Punti oscuri tra le pieghe dei bilanci ma anche preoccupanti lacune nell’organizzazione. Preoccupa il quadro che emerge dalle 34 pagine vergate dalla Sezione di Controllo della Corte dei conti calabresi che ha deciso di accendere i riflettori sugli ultimi tre bilanci dell’ex azienda universitaria Mater Domini. Il 21 dicembre infatti la magistratura contabile ha inviato una richiesta di istruttoria al commissario straordinario della neonata azienda Renato Dulbecco, Simona Carbone e al presidente del collegio sindacale. Tanti i punti da chiarire dai ritardi nei pagamenti dei fornitori alle spese per il personale, dai crediti ormai inesigibili alla gestione del deposito dei farmaci. per rispondere ai quesiti il commissario avrà sessanta giorni di tempo per inviare la documentazione richiesta e chiarire le criticità evidenziate dal documento.
Medicine buttate
La Corte dei conti già nel 2022 aveva riscontrato criticità e problematiche circa lo stato di conservazione dei farmaci, con inevitabili ripercussioni sul dispendio dei farmaci e sperpero di risorse pubbliche. Era emersa la presenza di unità operative con armadi farmaceutici in comune ma anche di armadi in luoghi soleggiati con temperature superiori nei periodi estivi a 25 gradi centigradi e frigoriferi senza sistema di rilevazione della temperatura.

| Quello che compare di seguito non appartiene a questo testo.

//! Server-reported errors.
//!
//! An ErrorResponse carries a map of single-letter field codes to values.
//! Reference: https://www.postgresql.org/docs/current/protocol-error-fields.html

use std::collections::HashMap;
use std::fmt;

/// An error reported by the server (ErrorResponse).
#[derive(Debug, Clone, PartialEq, Eq)]
pub struct PgError {
    fields: HashMap<u8, String>,
}

impl PgError {
    pub fn new(fields: HashMap<u8, String>) -> Self {
        Self { fields }
    }

    /// Raw field lookup by code, e.g. `b'S'` for severity or `b'n'` for
    /// the constraint name. Missing fields read as the empty string.
    pub fn field(&self, code: u8) -> &str {
        self.fields.get(&code).map(String::as_str).unwrap_or("")
    }

    pub fn fields(&self) -> &HashMap<u8, String> {
        &self.fields
    }

    /// Severity, non-localized when the server sends it (`V`), else `S`.
    pub fn severity(&self) -> &str {
        match self.fields.get(&b'V') {
            Some(v) => v,
            None => self.field(b'S'),
        }
    }

    /// SQLSTATE code.
    pub fn code(&self) -> &str {
        self.field(b'C')
    }

    /// Two-character SQLSTATE class.
    pub fn class(&self) -> &str {
        let code = self.code();
        code.get(..2).unwrap_or(code)
    }

    pub fn message(&self) -> &str {
        self.field(b'M')
    }

    pub fn detail(&self) -> Option<&str> {
        self.fields.get(&b'D').map(String::as_str)
    }

    pub fn hint(&self) -> Option<&str> {
        self.fields.get(&b'H').map(String::as_str)
    }

    pub fn constraint(&self) -> Option<&str> {
        self.fields.get(&b'n').map(String::as_str)
    }

    /// Class 23: not-null, foreign key, unique or check violation.
    pub fn integrity_violation(&self) -> bool {
        self.class() == "23"
    }

    pub fn unique_violation(&self) -> bool {
        self.code() == "23505"
    }

    pub fn serialization_failure(&self) -> bool {
        self.code() == "40001"
    }

    pub fn deadlock_detected(&self) -> bool {
        self.code() == "40P01"
    }

    /// `57014`, raised when a CancelRequest interrupts a statement.
    pub fn query_canceled(&self) -> bool {
        self.code() == "57014"
    }

    /// The prepared statement on the server no longer matches our cache.
    pub(crate) fn stale_statement(&self) -> bool {
        // 26000: invalid_sql_statement_name
        // 0A000: "cached plan must not change result type"
        self.code() == "26000" || self.code() == "0A000"
    }

    /// The session cannot continue after this error.
    pub fn is_fatal(&self) -> bool {
        matches!(self.severity(), "FATAL" | "PANIC") || self.class() == "08" || self.code() == "57P01"
    }
}

impl fmt::Display for PgError {
    fn fmt(&self, f: &mut fmt::Formatter<'_>) -> fmt::Result {
        write!(f, "{} #{} {}", self.severity(), self.code(), self.message())?;
        if let Some(d) = self.detail() {
            write!(f, "\nDetail: {}", d)?;
        }
        if let Some(h) = self.hint() {
            write!(f, "\nHint: {}", h)?;
        }
        Ok(())
    }
}

impl std::error::Error for PgError {}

In queste condizioni i “farmaci scaduti” sono passati da appena 835 nel 2017 (per un valore di 29.230 euro) a ben 8.157 nel 2019 con un incremento in termini percentuali pari al 878%. Nel 2012 quindi la Corte dei Conti aveva invitato i centri di responsabilità al dovuto controllo per arginare «un fenomeno così marcatamente dannoso per l’erario e si chiedeva al contempo un particolare controllo sui farmaci “in scadenza”». La risposta della Mater Domini, si legge ora nella richiesta di istruttoria, non era stata chiara ed esaustiva per questo ora la Sezione di Controllo chiede tutta la documentazione dal 2020 al 2022. Strettamente connesso è il tema delle “rimanenze”. Per l’esercizio 2020, il collegio sindacale aveva effettuato controlli presso il magazzino Farmacia, presso i magazzini di reparto e presso il magazzino economale. Le verifiche hanno riguardato le procedure di carico e scarico prodotti, la gestione dei prodotti sottoscorta e la gestione dei prodotti non stoccati nei magazzini ma con passaggio diretto ai reparti e/o agli uffici.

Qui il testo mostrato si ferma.